### Exercise details
Could you count the lines in the entries beneath that hold the word "classification"? Respond with the number alone.

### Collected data
= Beginning of Section =
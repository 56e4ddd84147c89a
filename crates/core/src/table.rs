//! Vector tables: boundary feature collections and sampled pixel tables.

use std::sync::Arc;

use serde::{Deserialize, Serialize};

use crate::classifier::Classifier;
use crate::confusion::ErrorMatrix;
use crate::expr::Expr;
use crate::filter::{FilterValue, PropertyFilter};

/// Parameters of a random per-pixel sample draw.
#[derive(Debug, Clone, Copy, PartialEq, Eq, Serialize, Deserialize)]
pub struct SampleParams {
    /// Number of pixels to draw.
    pub num_pixels: u32,
    /// RNG seed for the draw. Two draws from the same image with
    /// different seeds are independent.
    pub seed: u64,
}

impl SampleParams {
    pub fn new(num_pixels: u32, seed: u64) -> Self {
        Self { num_pixels, seed }
    }
}

/// A lazy handle to a named vector dataset (e.g. administrative
/// boundaries), filterable by feature attributes.
#[derive(Debug, Clone)]
pub struct FeatureCollection(Arc<Expr>);

impl FeatureCollection {
    /// Reference a vector dataset by id.
    pub fn load(id: &str) -> Self {
        Self(Arc::new(Expr::LoadTable { id: id.to_string() }))
    }

    /// Keep features whose `property` equals `value` exactly. A value
    /// matching nothing yields an empty collection on the service side.
    pub fn filter_eq(&self, property: &str, value: impl Into<FilterValue>) -> Self {
        Self(Arc::new(Expr::FilterProperty {
            input: Arc::clone(&self.0),
            filter: PropertyFilter::eq(property, value),
        }))
    }

    /// The underlying expression node.
    pub fn expr(&self) -> &Arc<Expr> {
        &self.0
    }
}

/// A lazy handle to a sampled table of per-pixel band values.
///
/// Produced by [`Image::sample`](crate::image::Image::sample); consumed by
/// classifier training, table classification and accuracy assessment.
#[derive(Debug, Clone)]
pub struct FeatureSet(Arc<Expr>);

impl FeatureSet {
    pub(crate) fn from_expr(expr: Arc<Expr>) -> Self {
        Self(expr)
    }

    /// Drop rows whose `property` is null. Validation samples are
    /// null-filtered on their first feature band before classification.
    pub fn filter_not_null(&self, property: &str) -> Self {
        Self(Arc::new(Expr::FilterProperty {
            input: Arc::clone(&self.0),
            filter: PropertyFilter::not_null(property),
        }))
    }

    /// Classify every row, appending a `classification` column.
    pub fn classify(&self, classifier: &Classifier) -> Self {
        Self(Arc::new(Expr::ClassifyTable {
            input: Arc::clone(&self.0),
            classifier: Arc::clone(classifier.expr()),
        }))
    }

    /// Cross-tabulate a truth column against a prediction column.
    pub fn error_matrix(&self, truth: &str, predicted: &str) -> ErrorMatrix {
        ErrorMatrix::from_expr(Arc::new(Expr::ErrorMatrix {
            table: Arc::clone(&self.0),
            truth: truth.to_string(),
            predicted: predicted.to_string(),
        }))
    }

    /// The underlying expression node.
    pub fn expr(&self) -> &Arc<Expr> {
        &self.0
    }
}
= End of Section =
### Response to this task
3